I’ve also noticed the forecasts shift continually. What’s the point of telling me what the weather will be like at four o’clock if it keeps changing until I can look outside and see for myself? That’s not a pre-diction, that’s a post-diction.

And then there’s the percentage thing. In this part of the world we get a lot of 40% chances of precipitation. What does that even mean? It’s obvious the meteorologists don’t want to commit: a 60% forecast is too risky, a 50% forecast is too wishy-washy, but a 40% forecast is just right – a definite maybe with generous wiggle room.

How many other jobs allow you to self-grade your work on a percentage basis?

“Yes sir, your car is ready to go – we got 60% of the oil change finished.”

“The chicken should be 70% cooked but don’t worry, 40% of our guests come back.”

“Your surgery was 100% successful and we are 50% sure it was your gall bladder.”

Gambling is another type of predicting: it’s a prediction that ignores the near certainty that you’re going to be wrong. I don’t gamble because I’m cheap. But if I did gamble I would only gamble once because I’m cheap. And anyway, I don’t want to be one of those annoying people who loiters at the counter buying lottery tickets while others wait endlessly to pay for their gas.

Betting on sports requires more skill than picking lottery numbers but it is still in the category of ‘long shot’. The only teams I know well enough to bet on are the ones I cheer for, but I could never deal with winning when they lose or losing when they win.

Predictions can also be moralistic. Song writers in the 60s famously wrote predictively about the emptiness of money, racism, and war (Dylan, Seeger). Novelists often take up the predictive task of warning against the pitfalls of human nature (Orwell, Tolkein). There are even predictions that remind us there is a price to be paid for ignoring righteousness (Hosea, Lewis).

predicting god

There have been plenty of adherents through history who confidently and wrongly predicted the second coming of Jesus. Evangelicals in particular love to do this, but in spite of seeing all the ‘signs’ it is still just a guess based on a personal (negative) view of the world.¹ They’d be better off using the weather forecaster’s technique: There’s a 40% chance Jesus will return on October 4th!

There is always an avalanche of embarrassing predictions from celebrity religious types about immorality, politics, weather, you name it. Elements of christianity focus on negative predictions about things that will destroy the family unit, bring about natural disasters, and cause the downfall of the nation.

Christians are equally skilled at performance predictions: go to church and you’ll grow spiritually; have faith and you will be healed; give (to us) and you will be blessed. They can even take a pinch of information about you and predict where you will go when you die. There is always a degree of gnosticism when christians focus on predicting.

hope now

Needless to say, I’m very, very, very cautious when christians start talking about how ‘X’ is going to happen because God/Bible/pastor/I say so.

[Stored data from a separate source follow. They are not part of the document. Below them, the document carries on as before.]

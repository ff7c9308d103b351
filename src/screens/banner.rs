// RoundWatch — Scrolling Banner

use crate::config::SCREEN_WIDTH;
use crate::display::{BannerScene, Scene, GLYPH_WIDTH};
use crate::gesture::GestureRecognizer;

#[derive(Debug, Clone, PartialEq, Eq)]
pub struct Banner {
    text: &'static str,
    x: i32,
}

impl Banner {
    pub fn new(text: &'static str) -> Self {
        Self { text, x: 0 }
    }

    pub fn x(&self) -> i32 {
        self.x
    }

    fn width(&self) -> i32 {
        self.text.chars().count() as i32 * GLYPH_WIDTH
    }

    /// Returns `true` when the user asked to leave.
    pub fn update(&mut self, recognizer: &mut GestureRecognizer) -> bool {
        self.x -= 1;
        // Re-enter from the right edge once fully off-screen.
        if self.x < -self.width() {
            self.x = SCREEN_WIDTH as i32;
        }
        super::exit_requested(recognizer)
    }

    pub fn scene(&self) -> Scene {
        Scene::Banner(BannerScene { text: self.text, x: self.x })
    }
}
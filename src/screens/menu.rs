// RoundWatch — Main Menu
//
// UDU moves the selector up, DUD moves it down (both wrap), RLR opens the
// selected entry. Every combination read here is consumed.

use crate::display::{MenuScene, Scene};
use crate::events::Combination;
use crate::gesture::GestureRecognizer;

pub const CHOICES: [&str; 4] = ["Banner", "Dashboard", "Ball game", "Off"];

#[derive(Debug, Clone, Copy, PartialEq, Eq)]
pub enum Choice {
    Banner,
    Dashboard,
    Ball,
    Off,
}

impl Choice {
    fn from_index(index: usize) -> Self {
        match index {
            0 => Self::Banner,
            1 => Self::Dashboard,
            2 => Self::Ball,
            _ => Self::Off,
        }
    }
}

#[derive(Debug, Clone, PartialEq, Eq, Default)]
pub struct Menu {
    selected: usize,
}

impl Menu {
    pub fn new() -> Self {
        Self::default()
    }

    pub fn selected(&self) -> usize {
        self.selected
    }

    /// Returns the entry to open, if the user confirmed one.
    pub fn update(&mut self, recognizer: &mut GestureRecognizer) -> Option<Choice> {
        match recognizer.take_combination() {
            Combination::Udu => self.step(-1),
            Combination::Dud => self.step(1),
            Combination::Rlr => return Some(Choice::from_index(self.selected)),
            Combination::Lrl | Combination::None => {}
        }
        None
    }

    fn step(&mut self, delta: isize) {
        let len = CHOICES.len() as isize;
        self.selected = (self.selected as isize + delta).rem_euclid(len) as usize;
        log::debug!("menu selection: {}", CHOICES[self.selected]);
    }

    pub fn scene(&self) -> Scene {
        Scene::Menu(MenuScene {
            choices: &CHOICES,
            selected: self.selected,
        })
    }
}

#[cfg(test)]
mod tests {
    use super::*;
    use crate::config::{DudPattern, GestureConfig};
    use crate::screens::testing::{perform, recognizer, recognizer_with};

    #[test]
    fn selection_wraps_both_ways() {
        let mut menu = Menu::new();
        menu.step(-1);
        assert_eq!(menu.selected(), 3);
        menu.step(1);
        assert_eq!(menu.selected(), 0);
    }

    #[test]
    fn confirm_opens_selected_entry() {
        let mut menu = Menu::new();
        let mut r = recognizer();
        let mut t = 0;
        perform(&mut r, Combination::Dud, &mut t);
        assert_eq!(menu.update(&mut r), None);
        assert_eq!(menu.selected(), 1);

        perform(&mut r, Combination::Rlr, &mut t);
        assert_eq!(menu.update(&mut r), Some(Choice::Dashboard));
        assert!(r.combination().is_none());
    }

    #[test]
    fn lrl_is_consumed_without_effect() {
        let mut menu = Menu::new();
        let mut r = recognizer();
        let mut t = 0;
        perform(&mut r, Combination::Lrl, &mut t);
        assert_eq!(menu.update(&mut r), None);
        assert_eq!(menu.selected(), 0);
        assert!(r.combination().is_none());
    }

    #[test]
    fn udu_moves_up_with_mirrored_dud() {
        let config = GestureConfig {
            dud_pattern: DudPattern::DownUpDown,
            ..GestureConfig::default()
        };
        let mut r = recognizer_with(config);
        let mut menu = Menu::new();
        let mut t = 0;
        assert_eq!(perform(&mut r, Combination::Udu, &mut t), Combination::Udu);
        menu.update(&mut r);
        assert_eq!(menu.selected(), 3);
    }

    #[test]
    fn scene_lists_all_choices() {
        let menu = Menu::new();
        match menu.scene() {
            Scene::Menu(scene) => {
                assert_eq!(scene.choices.len(), 4);
                assert_eq!(scene.selected, 0);
            }
            other => panic!("unexpected scene {:?}", other),
        }
    }
}
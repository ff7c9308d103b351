// RoundWatch — Battery Status
//
// Linear LiPo voltage → percentage map, recomputed from a fresh ADC read on
// every tick. No smoothing and no history.

use crate::config::*;

/// Source of the battery voltage, in volts. Always succeeds.
pub trait BatterySource {
    fn read_voltage(&mut self) -> f32;
}

/// Convert a 12-bit ADC count behind the 1:2 divider into volts.
pub fn adc_to_voltage(raw: u16) -> f32 {
    f32::from(raw) / ADC_FULL_SCALE * ADC_REF_VOLTAGE * BATTERY_DIVIDER
}

#[derive(Debug, Clone, Copy, PartialEq, Default)]
pub struct BatteryStatus {
    pub voltage: f32,
    /// 0.0–100.0 %
    pub percent: f32,
    pub charging: bool,
    /// Set together with `charging`; the cell is above its full voltage.
    pub full: bool,
    /// On battery, inside the usable voltage range.
    pub discharging: bool,
    pub empty: bool,
}

impl BatteryStatus {
    /// Short label for the status bar: `chg` while charging, else `NN%`.
    pub fn label(&self) -> String {
        if self.charging {
            "chg".to_string()
        } else {
            format!("{:.0}%", self.percent)
        }
    }
}

#[derive(Debug, Clone, Copy, PartialEq)]
pub struct BatteryMonitor {
    min_voltage: f32,
    max_voltage: f32,
}

impl BatteryMonitor {
    pub fn new(min_voltage: f32, max_voltage: f32) -> Self {
        Self { min_voltage, max_voltage }
    }

    pub fn status(&self, voltage: f32) -> BatteryStatus {
        let span = self.max_voltage - self.min_voltage;
        let percent = if span > 0.0 {
            ((voltage - self.min_voltage) / span * 100.0).clamp(0.0, 100.0)
        } else if voltage >= self.max_voltage {
            100.0
        } else {
            0.0
        };

        // Above the full-charge voltage only happens on USB power.
        let charging = voltage > self.max_voltage;
        let empty = voltage < self.min_voltage;

        BatteryStatus {
            voltage,
            percent,
            charging,
            full: charging,
            discharging: !charging && !empty,
            empty,
        }
    }

    pub fn poll(&self, source: &mut impl BatterySource) -> BatteryStatus {
        self.status(source.read_voltage())
    }
}

impl Default for BatteryMonitor {
    fn default() -> Self {
        Self::new(BATTERY_MIN_VOLTAGE, BATTERY_MAX_VOLTAGE)
    }
}

#[cfg(test)]
mod tests {
    use super::*;

    struct Fixed(f32);

    impl BatterySource for Fixed {
        fn read_voltage(&mut self) -> f32 {
            self.0
        }
    }

    #[test]
    fn percent_is_clamped_outside_range() {
        let m = BatteryMonitor::default();
        assert_eq!(m.status(2.9).percent, 0.0);
        assert_eq!(m.status(4.6).percent, 100.0);
        assert!(m.status(2.9).empty);
        assert!(m.status(4.6).charging);
    }

    #[test]
    fn percent_is_linear_inside_range() {
        let m = BatteryMonitor::new(3.0, 4.0);
        assert!((m.status(3.25).percent - 25.0).abs() < 1e-3);
        assert!((m.status(3.5).percent - 50.0).abs() < 1e-3);
        assert!((m.status(4.0).percent - 100.0).abs() < 1e-3);
        assert!(!m.status(3.5).charging && !m.status(3.5).empty);
    }

    #[test]
    fn state_flags_partition_the_range() {
        let m = BatteryMonitor::default();

        let usb = m.status(4.3);
        assert!(usb.charging && usb.full);
        assert!(!usb.discharging && !usb.empty);

        let on_battery = m.status(3.8);
        assert!(on_battery.discharging);
        assert!(!on_battery.charging && !on_battery.full && !on_battery.empty);

        let flat = m.status(3.2);
        assert!(flat.empty);
        assert!(!flat.charging && !flat.full && !flat.discharging);

        // Both thresholds themselves count as discharging.
        assert!(m.status(BATTERY_MAX_VOLTAGE).discharging);
        assert!(m.status(BATTERY_MIN_VOLTAGE).discharging);
    }

    #[test]
    fn labels() {
        let m = BatteryMonitor::new(3.0, 4.0);
        assert_eq!(m.status(3.5).label(), "50%");
        assert_eq!(m.status(4.2).label(), "chg");
    }

    #[test]
    fn adc_conversion_covers_divider() {
        assert_eq!(adc_to_voltage(0), 0.0);
        assert!((adc_to_voltage(4095) - 6.6).abs() < 1e-4);
    }

    #[test]
    fn poll_reads_source() {
        let m = BatteryMonitor::new(3.0, 4.0);
        let status = m.poll(&mut Fixed(3.75));
        assert_eq!(status.voltage, 3.75);
        assert!((status.percent - 75.0).abs() < 1e-3);
    }
}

Contrary to the ‘media prophets’ we see today, biblical prophecy was never meant to be popular or profitable. Today’s loudest predictions are usually driven by egos and biases anxious to produce dramatic, new material.

The christian life is more than rule keeping, soothsaying, or fire insurance. We aren’t required to do drama, and we aren’t tasked with predicting God’s activities.

The most startling thing about predictions is that they rarely change the choices we make today. A snowy forecast for tomorrow doesn’t keep us from going to work; waiting for the end of the world doesn’t help us love God and neighbour more.

Yes, there is something to be said for wisdom that warns of consequences to our actions; that is healthy foresight. Jesus modelled this with a ministry of honest truth-telling but it was always immersed in love and grace today.

For disciples of Jesus our greatest purpose is the brilliant good news that God is with us. All of us. Here. Now. Walking by faith.

Of course theologian Walter Brueggemann says it better than me: “The prophetic tasks of the church are to tell the truth in a society that lives in illusion, grieve in a society that practices denial, and express hope in a society that lives in despair.”²

Reality. Grief. Hope.

The world needs less righteous clairvoyance and more holy awareness.